Exercise instructions: Please copy out the entries until you have copied the line that contains "the oracle. The", beginning with the first line.

Dataset records:
_ _ _ _

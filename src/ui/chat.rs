// SPDX-License-Identifier: MPL-2.0
//! Chat screen with the mock tarot consultant.
//!
//! The conversation is local and ephemeral: sending a message schedules a
//! canned reply after a fixed typing delay, picked by the oracle. The
//! pending reply dies with the page state when the user navigates away.

use crate::app::config::CHAT_REPLY_MS;
use crate::app::Screen;
use crate::divination::Oracle;
use crate::i18n::fluent::I18n;
use crate::ui::design_tokens::{palette, spacing, typography};
use crate::ui::styles;
use chrono::{DateTime, Local};
use iced::{
    alignment::Horizontal,
    widget::{button, scrollable, text_input, Column, Container, Row, Text},
    Element, Length,
};
use std::time::{Duration, Instant};

/// Fluent keys of the quick-question chips.
pub const QUICK_QUESTION_KEYS: [&str; 4] = [
    "chat-quick-1",
    "chat-quick-2",
    "chat-quick-3",
    "chat-quick-4",
];

/// Who authored a chat message.
#[derive(Debug, Clone, Copy, PartialEq, Eq)]
pub enum Sender {
    User,
    Consultant,
}

/// One message in the conversation.
#[derive(Debug, Clone)]
pub struct ChatMessage {
    pub id: String,
    pub content: String,
    pub sender: Sender,
    pub timestamp: DateTime<Local>,
}

/// Per-visit state. Dropped when the screen is left, which cancels any
/// pending reply.
#[derive(Debug)]
pub struct State {
    messages: Vec<ChatMessage>,
    input: String,
    pending_reply_at: Option<Instant>,
    next_id: u64,
}

impl State {
    /// Starts a fresh conversation with the consultant's greeting.
    pub fn new(i18n: &I18n) -> Self {
        let mut state = Self {
            messages: Vec::new(),
            input: String::new(),
            pending_reply_at: None,
            next_id: 1,
        };
        let greeting = i18n.tr("chat-greeting");
        state.push_message(greeting, Sender::Consultant);
        state
    }

    fn push_message(&mut self, content: String, sender: Sender) {
        self.messages.push(ChatMessage {
            id: self.next_id.to_string(),
            content,
            sender,
            timestamp: Local::now(),
        });
        self.next_id += 1;
    }

    pub fn messages(&self) -> &[ChatMessage] {
        &self.messages
    }

    pub fn input(&self) -> &str {
        &self.input
    }

    /// Whether the consultant is "typing".
    pub fn is_replying(&self) -> bool {
        self.pending_reply_at.is_some()
    }

    /// Whether the pending reply still needs timer-cadence ticks.
    pub fn timers_active(&self) -> bool {
        self.is_replying()
    }

    /// Quick questions are offered only while the greeting stands alone.
    pub fn shows_quick_questions(&self) -> bool {
        self.messages.len() == 1
    }

    fn can_send(&self) -> bool {
        !self.input.trim().is_empty() && !self.is_replying()
    }

    /// Sends the current input, scheduling the consultant's reply.
    fn send(&mut self, now: Instant) {
        if !self.can_send() {
            return;
        }
        let content = std::mem::take(&mut self.input);
        self.push_message(content.trim().to_string(), Sender::User);
        self.pending_reply_at = Some(now + Duration::from_millis(CHAT_REPLY_MS));
    }

    /// Advances the typing delay; appends the reply once it is due.
    pub fn tick(&mut self, now: Instant, oracle: &mut Oracle, i18n: &I18n) {
        if let Some(due) = self.pending_reply_at {
            if now >= due {
                self.pending_reply_at = None;
                let reply = i18n.tr(oracle.pick_reply());
                self.push_message(reply, Sender::Consultant);
            }
        }
    }
}

/// Messages emitted by the chat screen.
#[derive(Debug, Clone)]
pub enum Message {
    Back,
    InputChanged(String),
    Send,
    QuickQuestion(usize),
}

/// Events propagated to the parent application.
#[derive(Debug, Clone)]
pub enum Event {
    None,
    Navigate(Screen),
}

/// Process a chat screen message.
pub fn update(state: &mut State, message: Message, now: Instant, i18n: &I18n) -> Event {
    match message {
        Message::Back => Event::Navigate(Screen::Home),
        Message::InputChanged(value) => {
            state.input = value;
            Event::None
        }
        Message::Send => {
            state.send(now);
            Event::None
        }
        Message::QuickQuestion(index) => {
            if let Some(key) = QUICK_QUESTION_KEYS.get(index) {
                state.input = i18n.tr(key);
            }
            Event::None
        }
    }
}

/// Contextual data needed to render the chat screen.
pub struct ViewContext<'a> {
    pub i18n: &'a I18n,
    pub state: &'a State,
    pub elapsed: f32,
}

/// Render the chat screen.
pub fn view<'a>(ctx: ViewContext<'a>) -> Element<'a, Message> {
    let header = Row::new()
        .width(Length::Fill)
        .push(
            button(Text::new(ctx.i18n.tr("back-button")).size(typography::BODY))
                .on_press(Message::Back)
                .style(styles::button::ghost),
        )
        .push(iced::widget::Space::new().width(Length::Fill))
        .push(
            Column::new()
                .align_x(Horizontal::Center)
                .push(
                    Text::new(ctx.i18n.tr("chat-title"))
                        .size(typography::TITLE_SM)
                        .color(palette::WHITE),
                )
                .push(
                    Text::new(ctx.i18n.tr("chat-online"))
                        .size(typography::CAPTION)
                        .color(palette::MOOD_POSITIVE),
                ),
        )
        .push(iced::widget::Space::new().width(Length::Fill));

    let mut feed = Column::new().spacing(spacing::SM).padding(spacing::MD);
    for message in ctx.state.messages() {
        feed = feed.push(bubble(ctx.i18n, message));
    }
    if ctx.state.is_replying() {
        feed = feed.push(typing_indicator(ctx.elapsed));
    }

    let transcript = scrollable(feed).height(Length::Fill).width(Length::Fill);

    let mut body = Column::new()
        .spacing(spacing::XS)
        .push(header)
        .push(transcript);

    if ctx.state.shows_quick_questions() {
        body = body.push(quick_questions(ctx.i18n));
    }

    let input_row = Row::new()
        .spacing(spacing::XS)
        .push(
            text_input(
                &ctx.i18n.tr("chat-input-placeholder"),
                ctx.state.input(),
            )
            .on_input(Message::InputChanged)
            .on_submit(Message::Send)
            .padding(spacing::SM)
            .width(Length::Fill),
        )
        .push({
            let send = button(Text::new("➤").size(typography::BODY));
            if ctx.state.can_send() {
                send.on_press(Message::Send).style(styles::button::gold)
            } else {
                send.style(styles::button::disabled())
            }
        });

    body = body.push(Container::new(input_row).padding(spacing::SM));

    Container::new(body)
        .width(Length::Fill)
        .height(Length::Fill)
        .into()
}

fn bubble<'a>(i18n: &'a I18n, message: &'a ChatMessage) -> Element<'a, Message> {
    let time = message.timestamp.format("%H:%M").to_string();
    let style = match message.sender {
        Sender::User => styles::container::bubble_user,
        Sender::Consultant => styles::container::bubble_consultant,
    };
    let time_color = match message.sender {
        Sender::User => palette::BLACK,
        Sender::Consultant => palette::MUTED,
    };

    let card = Container::new(
        Column::new()
            .spacing(spacing::XXS)
            .push(Text::new(message.content.as_str()).size(typography::BODY))
            .push(Text::new(time).size(typography::CAPTION).color(time_color)),
    )
    .padding(spacing::SM)
    .max_width(420.0)
    .style(style);

    let avatar = match message.sender {
        Sender::User => Text::new(i18n.tr("chat-user-avatar")).size(typography::CAPTION),
        Sender::Consultant => Text::new("★").color(palette::GOLD),
    };

    let row = match message.sender {
        Sender::User => Row::new()
            .spacing(spacing::XS)
            .push(iced::widget::Space::new().width(Length::Fill))
            .push(card)
            .push(avatar),
        Sender::Consultant => Row::new()
            .spacing(spacing::XS)
            .push(avatar)
            .push(card)
            .push(iced::widget::Space::new().width(Length::Fill)),
    };

    row.into()
}

fn typing_indicator<'a>(elapsed: f32) -> Element<'a, Message> {
    let mut dots = Row::new().spacing(spacing::XXS);
    for index in 0..3 {
        let alpha = 0.4 + 0.6 * ((elapsed * 3.0 + index as f32 * 0.5).sin() * 0.5 + 0.5);
        dots = dots.push(Text::new("●").size(typography::CAPTION).color(iced::Color {
            a: alpha,
            ..palette::GOLD
        }));
    }
    Row::new()
        .spacing(spacing::XS)
        .push(Text::new("★").color(palette::GOLD))
        .push(
            Container::new(dots)
                .padding(spacing::SM)
                .style(styles::container::bubble_consultant),
        )
        .into()
}

fn quick_questions<'a>(i18n: &'a I18n) -> Element<'a, Message> {
    let mut chips = Column::new().spacing(spacing::XXS);
    for (index, key) in QUICK_QUESTION_KEYS.iter().enumerate() {
        chips = chips.push(
            button(Text::new(i18n.tr(key)).size(typography::CAPTION))
                .on_press(Message::QuickQuestion(index))
                .padding([spacing::XXS, spacing::SM])
                .style(styles::button::glass),
        );
    }
    Container::new(
        Column::new()
            .spacing(spacing::XXS)
            .push(
                Text::new(i18n.tr("chat-quick-label"))
                    .size(typography::CAPTION)
                    .color(palette::MUTED),
            )
            .push(chips),
    )
    .padding([0.0, spacing::MD])
    .into()
}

_ _ _ _

Written solution:
filename src/ui/chat.rs
// SPDX-License-Identifier: MPL-2.0
//! Chat screen with the mock tarot consultant.
//!
//! The conversation is local and ephemeral: sending a message schedules a
//! canned reply after a fixed typing delay, picked by the oracle. The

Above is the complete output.